Film & TV

OzAsia Festival Review: Manta Ray

This sensual feature debut draws attention to the plight of the Rohingya minority in Myanmar

Bangkok based cinematographer Phuttiphon Aroonpheng’s first feature length film Manta Ray quietly draws attention to the plight of the persecuted Rohingya minority. Considered stateless in Myanmar, the Rohingya people lack any form of protection by the government.

This systemic discrimination has led to their migration for many decades (with only the occasional peak exodus), however heightened tensions and attacks on the Rohingya people over the past five years has resulted in them leaving at a staggering rate since 2017, drawing international attention to the issue. The Rohingya people leaving Myanmar seek refuge in neighbouring countries; in the case of Thailand they must arrive by boat. The movie starts with the statement “For the Rohingyas”.

The film is set near a coastal village of Thailand and starts bleakly as the opening scene depicts a gravesite; shortly after one of the men involved in the gravesite, a Fisherman named Eternity (played by Wallop Rungkumjad) finds a man nearing death in the forest. Played by Aphisit Hama and soon to be named Thongchai by the Fisherman, he is nursed back to health in a most kindhearted way.

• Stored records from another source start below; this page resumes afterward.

//! Route planning service: owns the current route graph snapshot and
//! combines network search with the terrain fallback.

use crate::geometry::haversine_distance;
use crate::graph::RouteGraph;
use crate::models::{GeoPoint, PathMode, PathResult, RouteRecord};
use crate::pathfinder::{PathFinder, DEFAULT_NEAREST_NEIGHBORS};
use crate::terrain::{build_direct_line, HeightProvider, DEFAULT_TERRAIN_SAMPLES};
use std::sync::{Arc, RwLock};
use thiserror::Error;

/// Two query points closer than this resolve to the same position.
const SAME_POINT_EPSILON_M: f64 = 1e-3;

#[derive(Debug, Clone)]
pub struct PlannerConfig {
    /// Graph nodes each query point is spliced to.
    pub nearest_neighbors: usize,
    /// Segments of the terrain fallback line.
    pub terrain_samples: usize,
}

impl Default for PlannerConfig {
    fn default() -> Self {
        Self {
            nearest_neighbors: DEFAULT_NEAREST_NEIGHBORS,
            terrain_samples: DEFAULT_TERRAIN_SAMPLES,
        }
    }
}

#[derive(Debug, Error, PartialEq)]
pub enum PlanError {
    #[error("unable to compute route between selected points: start and end are the same point")]
    Degenerate,
    #[error("unable to compute route between selected points: invalid coordinates")]
    InvalidPoint,
}

#[derive(Debug, Clone)]
pub struct PlannedRoute {
    pub path: PathResult,
    /// Graph nodes along a network path; empty for direct lines.
    pub node_ids: Vec<String>,
}

impl PlannedRoute {
    pub fn mode(&self) -> PathMode {
        self.path.mode()
    }
}

/// Holds the configuration routes and the current graph. Rebuilding swaps
/// the `Arc`, so searches keep a consistent snapshot.
#[derive(Debug)]
pub struct RoutePlanner {
    config_routes: Vec<RouteRecord>,
    graph: RwLock<Arc<RouteGraph>>,
    finder: PathFinder,
    config: PlannerConfig,
}

impl RoutePlanner {
    pub fn new(config_routes: Vec<RouteRecord>, config: PlannerConfig) -> Self {
        let graph = Arc::new(RouteGraph::build(&config_routes));
        Self {
            finder: PathFinder::new(config.nearest_neighbors),
            config_routes,
            graph: RwLock::new(graph),
            config,
        }
    }

    pub fn config(&self) -> &PlannerConfig {
        &self.config
    }

    pub fn config_routes(&self) -> &[RouteRecord] {
        &self.config_routes
    }

    /// Current graph snapshot.
    pub fn snapshot(&self) -> Arc<RouteGraph> {
        match self.graph.read() {
            Ok(guard) => guard.clone(),
            Err(poisoned) => poisoned.into_inner().clone(),
        }
    }

    /// Build a new graph from the config routes followed by `stored` and
    /// swap it in.
    pub fn rebuild(&self, stored: &[RouteRecord]) -> Arc<RouteGraph> {
        let combined: Vec<RouteRecord> = self
            .config_routes
            .iter()
            .chain(stored.iter())
            .cloned()
            .collect();
        let graph = Arc::new(RouteGraph::build(&combined));
        tracing::info!(
            "Rebuilt route graph: {} routes, {} nodes, {} edges",
            graph.route_count(),
            graph.node_count(),
            graph.edge_count()
        );

        match self.graph.write() {
            Ok(mut guard) => *guard = graph.clone(),
            Err(poisoned) => *poisoned.into_inner() = graph.clone(),
        }
        graph
    }

    /// Plan a path from `start` to `end`: the route network when it connects
    /// them, otherwise a terrain-sampled straight line.
    ///
    /// Fails only for unusable input; "no network path" falls back silently.
    pub async fn plan<P>(
        &self,
        heights: &P,
        start: &GeoPoint,
        end: &GeoPoint,
    ) -> Result<PlannedRoute, PlanError>
    where
        P: HeightProvider,
    {
        if !start.is_finite() || !end.is_finite() {
            return Err(PlanError::InvalidPoint);
        }
        if start.lifted_position().distance(&end.lifted_position()) < SAME_POINT_EPSILON_M {
            return Err(PlanError::Degenerate);
        }

        let graph = self.snapshot();
        if let Some(route) = self.finder.shortest_path(&graph, start, end) {
            if route.path.is_usable() {
                tracing::info!(
                    "Network route, length approx. {:.0} m ({} nodes)",
                    route.path.length_m(),
                    route.node_ids.len()
                );
                return Ok(PlannedRoute {
                    path: route.path,
                    node_ids: route.node_ids,
                });
            }
        }

        let path = build_direct_line(heights, start, end, self.config.terrain_samples).await;
        if !path.is_usable() {
            return Err(PlanError::Degenerate);
        }
        tracing::info!(
            "Direct route, length approx. {:.0} m (ground distance {:.0} m)",
            path.length_m(),
            haversine_distance(start.lat, start.lon, end.lat, end.lon)
        );
        Ok(PlannedRoute {
            path,
            node_ids: Vec::new(),
        })
    }
}
use axum::{
    body::Body,
    http::{Request, StatusCode},
};
use routebot_core::{GeoPoint, RouteRecord};
use serde_json::{json, Value};
use std::sync::Arc;
use tower::ServiceExt;

use crate::{api, config::Config, persistence, state::AppState};

const LAT: f64 = 60.17;
const LON: f64 = 24.94;
// roughly 10 m east at LAT
const STEP_LON: f64 = 0.00018;

fn test_config() -> Config {
    let mut config = Config::from_env();
    // one connection so every query sees the same in-memory database
    config.database_path = ":memory:".to_string();
    config.database_max_connections = 1;
    // no network in tests; direct lines degrade to interpolated heights
    config.terrain_provider_url = String::new();
    config.follower_tick_ms = 10;
    config
}

async fn setup_app(config_routes: Vec<RouteRecord>) -> (axum::Router, Arc<AppState>) {
    let config = test_config();
    let db = persistence::init_database(&config.database_path, config.database_max_connections)
        .await
        .expect("init db");
    let state = Arc::new(AppState::with_database(db, config, config_routes));
    state.load_from_database().await.expect("load db");

    let app = api::routes().with_state(state.clone());
    (app, state)
}

async fn read_json(response: axum::response::Response) -> Value {
    let bytes = axum::body::to_bytes(response.into_body(), usize::MAX)
        .await
        .expect("read body");
    serde_json::from_slice(&bytes).expect("parse json")
}

fn json_request(method: &str, uri: &str, body: Value) -> Request<Body> {
    Request::builder()
        .method(method)
        .uri(uri)
        .header("content-type", "application/json")
        .body(Body::from(body.to_string()))
        .unwrap()
}

fn empty_request(method: &str, uri: &str) -> Request<Body> {
    Request::builder()
        .method(method)
        .uri(uri)
        .body(Body::empty())
        .unwrap()
}

fn line_route(id: &str) -> Value {
    json!({
        "id": id,
        "name": "Harbour line",
        "points": [
            { "lon": LON, "lat": LAT },
            { "lon": LON + STEP_LON, "lat": LAT },
            { "lon": LON + 2.0 * STEP_LON, "lat": LAT }
        ]
    })
}

fn config_route() -> RouteRecord {
    RouteRecord {
        id: "config-ridge".to_string(),
        name: "Ridge".to_string(),
        color: "CYAN".to_string(),
        description: Some("from routes file".to_string()),
        points: vec![
            GeoPoint::new(LON, LAT + 0.01, 0.0),
            GeoPoint::new(LON + STEP_LON, LAT + 0.01, 0.0),
        ],
    }
}

#[tokio::test]
async fn create_route_and_list_with_config_first() {
    let (app, _state) = setup_app(vec![config_route()]).await;

    let res = app
        .clone()
        .oneshot(json_request("POST", "/v1/routes", line_route("harbour")))
        .await
        .unwrap();
    assert_eq!(res.status(), StatusCode::CREATED);
    let created = read_json(res).await;
    assert_eq!(created["color"], "ORANGE");

    let res = app.clone().oneshot(empty_request("GET", "/v1/routes")).await.unwrap();
    assert_eq!(res.status(), StatusCode::OK);
    let list = read_json(res).await;
    let ids: Vec<&str> = list
        .as_array()
        .unwrap()
        .iter()
        .map(|r| r["id"].as_str().unwrap())
        .collect();
    assert_eq!(ids, vec!["config-ridge", "harbour"]);

    let res = app.clone().oneshot(empty_request("GET", "/v1/graph")).await.unwrap();
    let stats = read_json(res).await;
    assert_eq!(stats["routes"], 2);
    assert_eq!(stats["nodes"], 5);
    assert_eq!(stats["edges"], 3);
}

#[tokio::test]
async fn empty_id_gets_generated() {
    let (app, _state) = setup_app(Vec::new()).await;
    let res = app
        .clone()
        .oneshot(json_request("POST", "/v1/routes", line_route("")))
        .await
        .unwrap();
    assert_eq!(res.status(), StatusCode::CREATED);
    let created = read_json(res).await;
    let id = created["id"].as_str().unwrap();
    assert!(!id.is_empty());

    let res = app
        .clone()
        .oneshot(empty_request("GET", &format!("/v1/routes/{}", id)))
        .await
        .unwrap();
    assert_eq!(res.status(), StatusCode::OK);
}

#[tokio::test]
async fn config_routes_are_read_only() {
    let (app, _state) = setup_app(vec![config_route()]).await;

    let res = app
        .clone()
        .oneshot(empty_request("DELETE", "/v1/routes/config-ridge"))
        .await
        .unwrap();
    assert_eq!(res.status(), StatusCode::CONFLICT);

    let res = app
        .clone()
        .oneshot(json_request("POST", "/v1/routes", line_route("config-ridge")))
        .await
        .unwrap();
    assert_eq!(res.status(), StatusCode::CONFLICT);

    let res = app
        .clone()
        .oneshot(empty_request("DELETE", "/v1/routes/missing"))
        .await
        .unwrap();
    assert_eq!(res.status(), StatusCode::NOT_FOUND);
}

#[tokio::test]
async fn export_contains_stored_routes_only() {
    let (app, _state) = setup_app(vec![config_route()]).await;
    app.clone()
        .oneshot(json_request("POST", "/v1/routes", line_route("harbour")))
        .await
        .unwrap();

    let res = app
        .clone()
        .oneshot(empty_request("GET", "/v1/routes/export"))
        .await
        .unwrap();
    let body = read_json(res).await;
    let routes = body["routes"].as_array().unwrap();
    assert_eq!(routes.len(), 1);
    assert_eq!(routes[0]["id"], "harbour");
}

#[tokio::test]
async fn replace_routes_swaps_the_stored_set() {
    let (app, state) = setup_app(Vec::new()).await;
    app.clone()
        .oneshot(json_request("POST", "/v1/routes", line_route("old")))
        .await
        .unwrap();

    let res = app
        .clone()
        .oneshot(json_request(
            "PUT",
            "/v1/routes",
            json!({ "routes": [line_route("a"), line_route("b")] }),
        ))
        .await
        .unwrap();
    assert_eq!(res.status(), StatusCode::OK);
    assert_eq!(read_json(res).await["stored"], 2);

    let ids: Vec<String> = state.stored_routes().await.into_iter().map(|r| r.id).collect();
    assert_eq!(ids, vec!["a", "b"]);
    assert_eq!(state.graph().node_count(), 6);
}

#[tokio::test]
async fn plan_follows_stored_route_network() {
    let (app, _state) = setup_app(Vec::new()).await;
    app.clone()
        .oneshot(json_request("POST", "/v1/routes", line_route("harbour")))
        .await
        .unwrap();

    let res = app
        .clone()
        .oneshot(json_request(
            "POST",
            "/v1/plan",
            json!({
                "start": { "lon": LON, "lat": LAT },
                "end": { "lon": LON + 2.0 * STEP_LON, "lat": LAT }
            }),
        ))
        .await
        .unwrap();
    assert_eq!(res.status(), StatusCode::OK);
    let body = read_json(res).await;
    assert_eq!(body["mode"], "network");
    let length = body["length_m"].as_f64().unwrap();
    assert!(length > 15.0 && length < 25.0);
    assert_eq!(body["follower"]["status"], "running");
    assert_eq!(body["follower"]["run_id"], 1);

    let res = app
        .clone()
        .oneshot(empty_request("DELETE", "/v1/follower"))
        .await
        .unwrap();
    let stopped = read_json(res).await;
    assert_eq!(stopped["stopped"], true);
    assert_eq!(stopped["follower"]["status"], "idle");
}

#[tokio::test]
async fn plan_without_routes_falls_back_to_direct_line() {
    let (app, state) = setup_app(Vec::new()).await;

    let res = app
        .clone()
        .oneshot(json_request(
            "POST",
            "/v1/plan",
            json!({
                "start": { "lon": LON, "lat": LAT },
                "end": { "lon": LON + 0.01, "lat": LAT + 0.005 },
                "follow": false
            }),
        ))
        .await
        .unwrap();
    assert_eq!(res.status(), StatusCode::OK);
    let body = read_json(res).await;
    assert_eq!(body["mode"], "direct");
    assert_eq!(body["positions"].as_array().unwrap().len(), 49);
    assert!(body["node_ids"].as_array().unwrap().is_empty());
    assert_eq!(body["follower"]["status"], "idle");
    assert_eq!(state.follower_snapshot().run_id, 0);
}

#[tokio::test]
async fn identical_points_are_unprocessable() {
    let (app, _state) = setup_app(Vec::new()).await;
    let point = json!({ "lon": LON, "lat": LAT, "height": 4.0 });

    let res = app
        .clone()
        .oneshot(json_request(
            "POST",
            "/v1/plan",
            json!({ "start": point, "end": point }),
        ))
        .await
        .unwrap();
    assert_eq!(res.status(), StatusCode::UNPROCESSABLE_ENTITY);
    let body = read_json(res).await;
    assert!(body["error"]
        .as_str()
        .unwrap()
        .starts_with("unable to compute route between selected points"));
}

#[tokio::test]
async fn follower_is_idle_until_planned() {
    let (app, _state) = setup_app(Vec::new()).await;
    let res = app
        .clone()
        .oneshot(empty_request("GET", "/v1/follower"))
        .await
        .unwrap();
    let body = read_json(res).await;
    assert_eq!(body["status"], "idle");
    assert_eq!(body["run_id"], 0);

    let res = app
        .clone()
        .oneshot(empty_request("DELETE", "/v1/follower"))
        .await
        .unwrap();
    assert_eq!(read_json(res).await["stopped"], false);
}

#[tokio::test]
async fn follower_ticks_are_broadcast_until_completion() {
    let (_app, state) = setup_app(vec![RouteRecord {
        points: vec![GeoPoint::new(LON, LAT, 0.0), GeoPoint::new(LON + STEP_LON, LAT, 0.0)],
        ..config_route()
    }])
    .await;
    let mut rx = state.tx.subscribe();

    let planned = state
        .plan(&GeoPoint::new(LON, LAT, 0.0), &GeoPoint::new(LON + STEP_LON, LAT, 0.0), true)
        .await
        .expect("plan");

    let last = tokio::time::timeout(std::time::Duration::from_secs(5), async {
        loop {
            let tick = rx.recv().await.expect("tick");
            if tick.completed {
                return tick;
            }
        }
    })
    .await
    .expect("run completes");

    let positions = planned.path.positions();
    assert_eq!(last.position, positions[positions.len() - 1]);
    assert_eq!(last.run_id, 1);
    assert_eq!(
        state.follower_snapshot().status,
        routebot_core::FollowerStatus::Completed
    );
}

/// SQLite file in the temp dir, removed with its journal files on drop.
struct TempDatabaseFile(std::path::PathBuf);

impl TempDatabaseFile {
    fn new() -> Self {
        Self(std::env::temp_dir().join(format!("routebot-test-{}.db", uuid::Uuid::new_v4())))
    }

    fn path(&self) -> String {
        self.0.to_string_lossy().to_string()
    }
}

impl Drop for TempDatabaseFile {
    fn drop(&mut self) {
        for suffix in ["", "-wal", "-shm", "-journal"] {
            let _ = std::fs::remove_file(format!("{}{}", self.path(), suffix));
        }
    }
}

#[tokio::test]
async fn stored_routes_survive_restart() {
    let file = TempDatabaseFile::new();
    let mut config = test_config();
    config.database_path = file.path();

    let db = persistence::init_database(&config.database_path, 1)
        .await
        .expect("init db");
    let state = Arc::new(AppState::with_database(db.clone(), config.clone(), Vec::new()));
    let app = api::routes().with_state(state);
    app.clone()
        .oneshot(json_request("POST", "/v1/routes", line_route("harbour")))
        .await
        .unwrap();
    db.pool().close().await;

    let db = persistence::init_database(&config.database_path, 1)
        .await
        .expect("reopen db");
    let restarted = AppState::with_database(db.clone(), config, Vec::new());
    assert_eq!(restarted.load_from_database().await.unwrap(), 1);
    assert_eq!(restarted.graph().node_count(), 3);
    db.pool().close().await;
}
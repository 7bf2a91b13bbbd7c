//! Push the routes of a JSON file to a running routebot server.

use clap::Parser;
use routebot_cli::{load_routes, RouteServerClient};
use tracing_subscriber::EnvFilter;

/// Import routes into a routebot server
#[derive(Parser, Debug)]
#[command(author, version, about)]
struct Args {
    /// Routes JSON file (array or {"routes": [...]})
    file: String,

    /// Routebot server URL
    #[arg(long, default_value = "http://localhost:3000")]
    url: String,

    /// Replace every stored route instead of upserting one by one
    #[arg(long)]
    replace: bool,
}

fn main() -> anyhow::Result<()> {
    tracing_subscriber::fmt()
        .with_env_filter(
            EnvFilter::try_from_default_env().unwrap_or_else(|_| EnvFilter::new("info")),
        )
        .init();

    let args = Args::parse();
    let routes = load_routes(&args.file)?;
    let client = RouteServerClient::new(&args.url);

    println!("Importing {} routes into {}...", routes.len(), args.url);

    if args.replace {
        let stored = client.replace_routes(&routes)?;
        println!("Replaced stored routes ({} routes)", stored);
        return Ok(());
    }

    let mut failed = 0usize;
    for route in &routes {
        match client.upsert_route(route) {
            Ok(id) => println!("  stored {} ({} points)", id, route.points.len()),
            Err(e) => {
                tracing::warn!("Route '{}' failed: {:#}", route.id, e);
                failed += 1;
            }
        }
    }

    if failed > 0 {
        anyhow::bail!("{} of {} routes failed", failed, routes.len());
    }
    println!("Done.");
    Ok(())
}
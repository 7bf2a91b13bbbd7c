//! Constant-speed marker animation along a planned path.
//!
//! The follower is passive: the host calls [`PathFollower::tick`] from its
//! own timer or frame loop and renders the returned position.

use crate::geometry::{segment_lengths, Cartesian3};
use serde::Serialize;
use std::time::{Duration, Instant};

pub const DEFAULT_FOLLOWER_SPEED_MPS: f64 = 12.0;

/// Shortest animation, regardless of path length.
const MIN_DURATION: Duration = Duration::from_secs(1);

#[derive(Debug, Clone, Copy, PartialEq, Eq, Serialize)]
#[serde(rename_all = "lowercase")]
pub enum FollowerStatus {
    Idle,
    Running,
    Completed,
}

/// Animation state of one run.
#[derive(Debug, Clone)]
pub struct FollowerState {
    positions: Vec<Cartesian3>,
    segment_lengths: Vec<f64>,
    total_length: f64,
    duration: Duration,
    started_at: Instant,
}

impl FollowerState {
    /// `None` for fewer than two positions, a zero-length path, a
    /// non-positive speed or a duration too long to represent.
    pub fn new(positions: Vec<Cartesian3>, speed_mps: f64, started_at: Instant) -> Option<Self> {
        if positions.len() < 2 || !(speed_mps.is_finite() && speed_mps > 0.0) {
            return None;
        }
        let segment_lengths = segment_lengths(&positions);
        let total_length: f64 = segment_lengths.iter().sum();
        if !(total_length.is_finite() && total_length > 0.0) {
            return None;
        }
        let duration = Duration::try_from_secs_f64(total_length / speed_mps)
            .ok()?
            .max(MIN_DURATION);

        Some(Self {
            positions,
            segment_lengths,
            total_length,
            duration,
            started_at,
        })
    }

    pub fn total_length(&self) -> f64 {
        self.total_length
    }

    pub fn duration(&self) -> Duration {
        self.duration
    }

    pub fn positions(&self) -> &[Cartesian3] {
        &self.positions
    }

    /// Fraction of the run completed at `now`, clamped to `[0, 1]`.
    pub fn fraction_at(&self, now: Instant) -> f64 {
        let elapsed = now.saturating_duration_since(self.started_at);
        (elapsed.as_secs_f64() / self.duration.as_secs_f64()).clamp(0.0, 1.0)
    }

    /// Position after travelling `fraction` of the total arc length.
    pub fn position_at(&self, fraction: f64) -> Cartesian3 {
        let last = self.positions[self.positions.len() - 1];
        if fraction >= 1.0 {
            return last;
        }
        let target = self.total_length * fraction;
        if target <= 0.0 {
            return self.positions[0];
        }

        let mut accumulated = 0.0;
        for (idx, length) in self.segment_lengths.iter().enumerate() {
            if accumulated + length >= target {
                if *length <= 0.0 {
                    return self.positions[idx + 1];
                }
                let local = (target - accumulated) / length;
                return Cartesian3::lerp(&self.positions[idx], &self.positions[idx + 1], local);
            }
            accumulated += length;
        }
        // accumulated rounding left the target past the last segment
        last
    }
}

/// One animation step.
#[derive(Debug, Clone, Copy, PartialEq, Serialize)]
pub struct FollowerTick {
    pub run_id: u64,
    pub position: Cartesian3,
    pub fraction: f64,
    pub completed: bool,
}

#[derive(Debug, Clone, Copy, PartialEq, Serialize)]
pub struct FollowerSnapshot {
    pub status: FollowerStatus,
    pub run_id: u64,
    pub total_length_m: Option<f64>,
    pub duration_s: Option<f64>,
}

/// Drives at most one animation run. Starting a new run replaces the
/// current one.
#[derive(Debug)]
pub struct PathFollower {
    state: Option<FollowerState>,
    status: FollowerStatus,
    run_id: u64,
}

impl Default for PathFollower {
    fn default() -> Self {
        Self::new()
    }
}

impl PathFollower {
    pub fn new() -> Self {
        Self {
            state: None,
            status: FollowerStatus::Idle,
            run_id: 0,
        }
    }

    /// Cancel any current run and start following `positions` at
    /// `speed_mps`. Returns `false` (and stays idle) when there is nothing
    /// to animate.
    pub fn start(&mut self, positions: Vec<Cartesian3>, speed_mps: f64, now: Instant) -> bool {
        self.stop();
        let Some(state) = FollowerState::new(positions, speed_mps, now) else {
            return false;
        };
        self.run_id += 1;
        tracing::debug!(
            run_id = self.run_id,
            length_m = state.total_length,
            duration_s = state.duration.as_secs_f64(),
            "Follower started"
        );
        self.state = Some(state);
        self.status = FollowerStatus::Running;
        true
    }

    /// Advance to `now`. Returns `None` when no run is live. The tick that
    /// reaches the end reports `completed` and releases the run.
    pub fn tick(&mut self, now: Instant) -> Option<FollowerTick> {
        let state = self.state.as_ref()?;
        let fraction = state.fraction_at(now);
        let position = state.position_at(fraction);
        let completed = fraction >= 1.0;
        let tick = FollowerTick {
            run_id: self.run_id,
            position,
            fraction,
            completed,
        };
        if completed {
            self.state = None;
            self.status = FollowerStatus::Completed;
            tracing::debug!(run_id = self.run_id, "Follower completed");
        }
        Some(tick)
    }

    /// Discard the current run, if any. Returns whether a run was cancelled.
    pub fn stop(&mut self) -> bool {
        let cancelled = self.state.take().is_some();
        if cancelled {
            tracing::debug!(run_id = self.run_id, "Follower cancelled");
        }
        self.status = FollowerStatus::Idle;
        cancelled
    }

    pub fn status(&self) -> FollowerStatus {
        self.status
    }

    pub fn is_running(&self) -> bool {
        self.state.is_some()
    }

    /// Identifier of the latest started run (0 before the first run).
    pub fn run_id(&self) -> u64 {
        self.run_id
    }

    pub fn state(&self) -> Option<&FollowerState> {
        self.state.as_ref()
    }

    pub fn snapshot(&self) -> FollowerSnapshot {
        FollowerSnapshot {
            status: self.status,
            run_id: self.run_id,
            total_length_m: self.state.as_ref().map(|s| s.total_length),
            duration_s: self.state.as_ref().map(|s| s.duration.as_secs_f64()),
        }
    }
}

As a form of symbolism Thongchcai is mute and the additional challenge in communication forces both to convey meaning through perception, forging a strong bond between the pair. The little to no dialogue throughout the entire movie reflects the need for patience and acceptance of a people who have so much to say yet so little power to say it.

The film is abstract in its message and it would be hard to understand without prior knowledge of the issues faced by a group that strive to obtain any form of legal identity or citizenship. For example, the unusual plot of the Fisherman teaching Thongchai all aspects of his life only to then disappear without a trace whereupon Thongchai effectively becomes the fisherman and thus obtains an identity, would not be apparent to the non-informed; in fact many of the deeper meanings are hard to connect with and you must ascribe meanings to all the visuals, in particular the multi coloured fairy lights.

Manta Ray premiered at the Venice Film Festival in 2018 where it took out the Orizzonti Prize for Best Film. Director Phuttiphon Aroonpheng was also one of two directors who tied in the Special Jury Prize for Best Director at the 2018 Cairo International Film Festival.